眼は、中心部分を明視するために調節を働かせますが、その結果、周辺部分では網膜後方へのピントのズレが発生すると考えられております。

(眼軸に沿った入射光(青線)は網膜上に結像し、眼軸外からの入射光(緑線)は網膜後方に結像)
この周辺部での遠視性デフォーカスを改善するために、同心円状にレンズの周辺に向かって屈折度数が弱くなっていく(プラス側に移行する)構造、
あるいは二重焦点のものが考案されました。
こちらも複数の論文が公開されております。
Liu Y, Wildsoet CF. (2010)
The Effect of Two-Zone Concentric Bifocal Spectacle Lenses on Refractive Error Development and Eye Growth in Young Chicks
Sankaridurg, Padmaja; Donovan, Leslie; Varnas, Saulius; Ho, Arthur; Chen,Xiang; Martinez, Aldo; Fisher, Scott; Lin, Zhi; Smith, Earl L. III; Ge,Jian; Holden, Brien.(2010)
Spectacle Lenses Designed to Reduce Progression of Myopia: 12-Month Results
海外の報告では一定の効果がみられたということですが、
以下の通り、日本で行われた多施設共同研究では、効果を証明する結果は得られませんでした。
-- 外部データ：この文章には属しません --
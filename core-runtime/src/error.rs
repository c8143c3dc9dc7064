use thiserror::Error;

/// Errors raised while assembling the runtime (configuration, logging).
#[derive(Error, Debug)]
pub enum Error {
    #[error("Configuration error: {0}")]
    Config(String),

    #[error("Invalid {field} '{value}': {message}")]
    InvalidUrl {
        field: &'static str,
        value: String,
        message: String,
    },

    #[error("Capability missing: {capability} - {message}")]
    CapabilityMissing { capability: String, message: String },

    #[error("Internal error: {0}")]
    Internal(String),
}

pub type Result<T> = std::result::Result<T, Error>;
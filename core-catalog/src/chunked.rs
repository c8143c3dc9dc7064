//! Fixed-size batching of id lists for capped batch endpoints.

pub use provider_spotify::{
    MAX_BULK_IDS as BULK_FETCH_CHUNK, MAX_LIBRARY_IDS as LIBRARY_CHUNK,
    MAX_PLAYLIST_ADD as PLAYLIST_ADD_CHUNK, MAX_PLAYLIST_REMOVE as PLAYLIST_REMOVE_CHUNK,
};

/// Consecutive groups of at most `size` items, order preserved; only the
/// last group may be shorter. A `size` of zero is treated as one.
pub fn chunked<T>(items: &[T], size: usize) -> std::slice::Chunks<'_, T> {
    items.chunks(size.max(1))
}

/// Owned copy of [`chunked`], for batches that outlive the input slice.
pub fn chunked_owned<T: Clone>(items: &[T], size: usize) -> Vec<Vec<T>> {
    chunked(items, size).map(<[T]>::to_vec).collect()
}
//! # Spotify Web API Provider
//!
//! Transport layer of the catalog client.
//!
//! ## Overview
//!
//! This module provides:
//! - [`Route`]: method, path and query of one endpoint call
//! - [`SpotifyHttp`]: authenticated requests with retry/backoff on
//!   transient failures and classified errors
//! - One wrapper per Web API endpoint, returning raw JSON records or
//!   [`Page`]s of them
//! - [`RetryPolicy`]: attempt limits and linear backoff

pub mod connector;
mod endpoints;
pub mod error;
pub mod retry;
pub mod route;
pub mod types;

pub use connector::{RequestBody, SpotifyHttp};
pub use error::{ApiErrorDetails, Result, SpotifyError};
pub use retry::RetryPolicy;
pub use route::Route;
pub use types::{
    NewPlaylist, Page, PageRequest, PlaylistDetails, MAX_BULK_IDS, MAX_LIBRARY_IDS,
    MAX_PLAYLIST_ADD, MAX_PLAYLIST_REMOVE, PAGE_CAP,
};
use thiserror::Error;

#[derive(Error, Debug)]
pub enum BridgeError {
    #[error("Bridge capability not available: {0}")]
    NotAvailable(String),

    #[error("Bridge operation failed: {0}")]
    OperationFailed(String),

    /// The peer reset the connection before a response arrived.
    ///
    /// Callers may treat this as transient and retry the request.
    #[error("Connection reset by peer: {0}")]
    ConnectionReset(String),

    #[error("Request timed out: {0}")]
    Timeout(String),

    #[error("IO error: {0}")]
    Io(#[from] std::io::Error),
}

impl BridgeError {
    /// Whether the failure is a transient transport condition worth retrying.
    pub fn is_connection_reset(&self) -> bool {
        match self {
            BridgeError::ConnectionReset(_) => true,
            BridgeError::Io(e) => e.kind() == std::io::ErrorKind::ConnectionReset,
            _ => false,
        }
    }
}

pub type Result<T> = std::result::Result<T, BridgeError>;
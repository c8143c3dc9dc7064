//! Web API request and response shapes
//!
//! Entity records stay as raw `serde_json::Value`; decoding them into typed
//! entities is the catalog crate's job. Only the envelopes the transport
//! itself unwraps live here.

use serde::de::DeserializeOwned;
use serde::{Deserialize, Serialize};
use serde_json::Value;

use crate::error::{Result, SpotifyError};

/// Largest `limit` any list endpoint accepts.
pub const PAGE_CAP: u32 = 50;

/// Largest id list accepted by the bulk album/artist/track endpoints.
pub const MAX_BULK_IDS: usize = 50;

/// Largest id list accepted by the saved-albums endpoints.
pub const MAX_LIBRARY_IDS: usize = 20;

/// Largest uri list accepted when adding playlist items.
pub const MAX_PLAYLIST_ADD: usize = 100;

/// Largest uri list accepted when removing playlist items.
pub const MAX_PLAYLIST_REMOVE: usize = 20;

/// Offset-paginated list envelope.
///
/// Parent records embed only `{href, total}` for some collections, so
/// everything but `total` tolerates being absent.
///
/// See: https://developer.spotify.com/documentation/web-api/concepts/api-calls#pagination
#[derive(Debug, Clone, PartialEq, Serialize, Deserialize)]
pub struct Page<T = Value> {
    /// Records of this page
    #[serde(default = "Vec::new")]
    pub items: Vec<T>,

    /// Size of the whole collection, when reported
    #[serde(default)]
    pub total: Option<u32>,

    /// Requested page size
    #[serde(default)]
    pub limit: u32,

    /// Offset of the first item of this page
    #[serde(default)]
    pub offset: u32,

    /// URL of the next page
    #[serde(default)]
    pub next: Option<String>,

    /// URL of the previous page
    #[serde(default)]
    pub previous: Option<String>,
}

impl<T> Page<T> {
    pub fn is_empty(&self) -> bool {
        self.items.is_empty()
    }
}

impl Page<Value> {
    /// Decode an embedded page such as `album.tracks`.
    pub fn from_value(value: Value) -> Result<Self> {
        decode(value)
    }
}

/// `limit` / `offset` window of one page request.
#[derive(Debug, Clone, Copy, PartialEq, Eq)]
pub struct PageRequest {
    pub limit: u32,
    pub offset: u32,
}

impl PageRequest {
    /// Window starting at `offset`, with `limit` clamped to [`PAGE_CAP`].
    pub fn new(limit: u32, offset: u32) -> Self {
        Self {
            limit: limit.clamp(1, PAGE_CAP),
            offset,
        }
    }
}

impl Default for PageRequest {
    fn default() -> Self {
        Self::new(PAGE_CAP, 0)
    }
}

/// Response of every playlist item mutation.
#[derive(Debug, Clone, Deserialize)]
pub struct SnapshotResponse {
    pub snapshot_id: String,
}

/// Playlist detail changes; only the provided fields are sent.
#[derive(Debug, Clone, Default, PartialEq, Serialize)]
pub struct PlaylistDetails {
    #[serde(skip_serializing_if = "Option::is_none")]
    pub name: Option<String>,

    #[serde(skip_serializing_if = "Option::is_none")]
    pub description: Option<String>,

    #[serde(skip_serializing_if = "Option::is_none")]
    pub public: Option<bool>,

    #[serde(skip_serializing_if = "Option::is_none")]
    pub collaborative: Option<bool>,
}

impl PlaylistDetails {
    pub fn is_empty(&self) -> bool {
        self == &Self::default()
    }
}

/// Body of the create-playlist call.
#[derive(Debug, Clone, PartialEq, Serialize)]
pub struct NewPlaylist {
    pub name: String,
    pub public: bool,
    pub collaborative: bool,

    #[serde(skip_serializing_if = "Option::is_none")]
    pub description: Option<String>,
}

impl NewPlaylist {
    pub fn new(name: impl Into<String>) -> Self {
        Self {
            name: name.into(),
            public: true,
            collaborative: false,
            description: None,
        }
    }
}

#[derive(Serialize)]
pub(crate) struct TrackUri<'a> {
    pub uri: &'a str,
}

#[derive(Serialize)]
pub(crate) struct RemoveTracksBody<'a> {
    pub tracks: Vec<TrackUri<'a>>,
    pub snapshot_id: &'a str,
}

/// Decode a JSON value into a response type.
pub fn decode<T: DeserializeOwned>(value: Value) -> Result<T> {
    serde_json::from_value(value).map_err(|e| SpotifyError::Parse(e.to_string()))
}

/// Take `key` out of a wrapping object such as `{"albums": [...]}`.
pub(crate) fn unwrap_key(mut value: Value, key: &str) -> Result<Value> {
    value
        .get_mut(key)
        .map(Value::take)
        .ok_or_else(|| SpotifyError::Parse(format!("Response has no `{}` field", key)))
}

#[cfg(test)]
mod tests {
    use super::*;
    use serde_json::json;

    #[test]
    fn test_page_full_payload() {
        let page: Page = decode(json!({
            "href": "https://api.spotify.com/v1/albums/1/tracks?offset=0&limit=2",
            "items": [{"id": "a"}, {"id": "b"}],
            "limit": 2,
            "next": "https://api.spotify.com/v1/albums/1/tracks?offset=2&limit=2",
            "offset": 0,
            "previous": null,
            "total": 7
        }))
        .unwrap();

        assert_eq!(page.items.len(), 2);
        assert_eq!(page.total, Some(7));
        assert_eq!(page.limit, 2);
        assert!(page.next.is_some());
        assert!(page.previous.is_none());
    }

    #[test]
    fn test_page_href_and_total_only() {
        let page = Page::from_value(json!({
            "href": "https://api.spotify.com/v1/playlists/p/tracks",
            "total": 12
        }))
        .unwrap();

        assert!(page.is_empty());
        assert_eq!(page.total, Some(12));
        assert_eq!(page.offset, 0);
    }

    #[test]
    fn test_page_request_clamps_limit() {
        assert_eq!(PageRequest::new(500, 100).limit, PAGE_CAP);
        assert_eq!(PageRequest::new(0, 0).limit, 1);
        assert_eq!(PageRequest::default(), PageRequest { limit: 50, offset: 0 });
    }

    #[test]
    fn test_playlist_details_sends_only_provided_fields() {
        let details = PlaylistDetails {
            name: Some("Road trip".to_string()),
            public: Some(false),
            ..Default::default()
        };

        assert_eq!(
            serde_json::to_value(&details).unwrap(),
            json!({"name": "Road trip", "public": false})
        );
        assert!(PlaylistDetails::default().is_empty());
    }

    #[test]
    fn test_new_playlist_body() {
        let body = serde_json::to_value(NewPlaylist::new("Mix")).unwrap();
        assert_eq!(body, json!({"name": "Mix", "public": true, "collaborative": false}));
    }

    #[test]
    fn test_unwrap_key() {
        let value = json!({"albums": [{"id": "x"}]});
        assert_eq!(unwrap_key(value, "albums").unwrap(), json!([{"id": "x"}]));
        assert!(matches!(
            unwrap_key(json!({}), "tracks"),
            Err(SpotifyError::Parse(_))
        ));
    }
}
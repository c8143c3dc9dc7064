//! Offset/limit pagination over a Web API list endpoint
//!
//! A [`Paginator`] hands out one raw record per pull while fetching whole
//! pages behind the scenes. It stops when the caller's limit is reached,
//! when the server-declared total is reached, or when a refill comes back
//! empty (a server may declare more items than it delivers).

use futures::stream::{self, BoxStream, StreamExt};
use provider_spotify::{Page, PageRequest, PAGE_CAP};
use serde_json::Value;
use std::collections::VecDeque;
use std::future::Future;
use tracing::debug;

use crate::error::{CatalogError, Result};

/// Buffered lazy sequence of raw records from one list endpoint.
///
/// `fetch` receives the `limit`/`offset` window of each refill; every other
/// endpoint parameter is bound inside the closure. Concurrent pulls on the
/// same paginator are ruled out by `&mut self`.
///
/// # Example
///
/// ```ignore
/// let http = Arc::new(SpotifyHttp::new(http_client, tokens));
/// let mut pages = Paginator::new(move |page| {
///     let http = http.clone();
///     async move { http.get_me_playlists(page).await.map_err(CatalogError::from) }
/// })
/// .with_limit(Some(120));
///
/// while let Some(record) = pages.next_item().await? {
///     println!("{}", record["name"]);
/// }
/// ```
pub struct Paginator<F> {
    fetch: F,
    buffer: VecDeque<Value>,
    consumed: u32,
    declared_total: Option<u32>,
    limit: Option<u32>,
    refills: u32,
    exhausted: bool,
}

impl<F, Fut> Paginator<F>
where
    F: FnMut(PageRequest) -> Fut,
    Fut: Future<Output = Result<Page>>,
{
    pub fn new(fetch: F) -> Self {
        Self {
            fetch,
            buffer: VecDeque::new(),
            consumed: 0,
            declared_total: None,
            limit: None,
            refills: 0,
            exhausted: false,
        }
    }

    /// Cap the number of items handed out; `None` is unbounded.
    pub fn with_limit(mut self, limit: Option<u32>) -> Self {
        self.limit = limit;
        self
    }

    /// Start from a first page that arrived embedded in a parent record,
    /// saving the initial round trip.
    pub fn with_seed(mut self, seed: Page) -> Self {
        self.declared_total = seed.total;
        self.buffer = seed.items.into();
        self
    }

    pub fn consumed(&self) -> u32 {
        self.consumed
    }

    pub fn declared_total(&self) -> Option<u32> {
        self.declared_total
    }

    /// Number of requests issued so far.
    pub fn refills(&self) -> u32 {
        self.refills
    }

    fn is_done(&self) -> bool {
        self.exhausted
            || self.limit.is_some_and(|limit| self.consumed >= limit)
            || self.declared_total.is_some_and(|total| self.consumed >= total)
    }

    async fn refill(&mut self) -> Result<()> {
        let page_limit = match self.limit {
            Some(limit) => PAGE_CAP.min(limit - self.consumed),
            None => PAGE_CAP,
        };
        let request = PageRequest {
            limit: page_limit,
            offset: self.consumed,
        };

        self.refills += 1;
        let page = (self.fetch)(request).await?;
        debug!(
            limit = request.limit,
            offset = request.offset,
            received = page.items.len(),
            total = ?page.total,
            "Page fetched"
        );

        if page.total.is_some() {
            self.declared_total = page.total;
        }
        self.buffer = page.items.into();
        Ok(())
    }

    /// Pull the next record; `Ok(None)` once the sequence has ended.
    ///
    /// A failed refill is returned as is; items already handed out stay
    /// consumed.
    pub async fn next_item(&mut self) -> Result<Option<Value>> {
        if self.is_done() {
            return Ok(None);
        }

        if self.buffer.is_empty() {
            self.refill().await?;
            if self.buffer.is_empty() {
                debug!(
                    consumed = self.consumed,
                    total = ?self.declared_total,
                    "Empty page before the declared total, ending sequence"
                );
                self.exhausted = true;
                return Ok(None);
            }
        }

        let item = self.buffer.pop_front();
        if item.is_some() {
            self.consumed += 1;
        }
        Ok(item)
    }

    /// Drive the paginator as a stream of records.
    pub fn into_stream(self) -> BoxStream<'static, Result<Value>>
    where
        F: Send + 'static,
        Fut: Send + 'static,
    {
        stream::try_unfold(self, |mut paginator| async move {
            let record = paginator.next_item().await?;
            Ok::<_, CatalogError>(record.map(|record| (record, paginator)))
        })
        .boxed()
    }
}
Effect of spectacle lenses designed to reduce relative peripheral hyperopia on myopia progression in Japanese children: a 2-year multicenter randomized
以前は、Myopia Control Lensとして、国内でも販売されていたこともあったのですが、
この共同研究の結果を受けてかどうかは存じませんが、現在は販売されておりません。
現在は、臨床試験で効果があったとされる香港では流通しているようですが、
論文にもあるように、特に運動時など、周辺視力の劣化があり、快適に装用できるレンズではないようです。
尚、国内でMyopia Control Lensを販売していたメーカーからは、
現在は、前回のブログ記事に記載のような、調節ラグを減らす目的のレンズが出ております
しかしながら、近視の進行を予防するという趣旨の記述はなく、
成長期の子供のために特別設計されたレンズ、という説明に留まっています。
軸外収差による遠視性デフォーカスは、
調節ラグと同じく、近視の子にも、そうでない子にも起こっています。
やはり近視の発生や進行には、これらとは別のファクターの関与もあると考えるのが自然です。
現在、近視進行に一定の抑制効果があるものとして、
オルソ-K、遠近両用コンタクトレンズ、低用量の硫酸アトロピンの点眼が知られております。
ただし、長期的な副作用等の可能性も考えられ、現在も研究が進められております。
ご興味があれば、検索すれば、医学論文や、眼科医のHPなどで情報が得られると思います。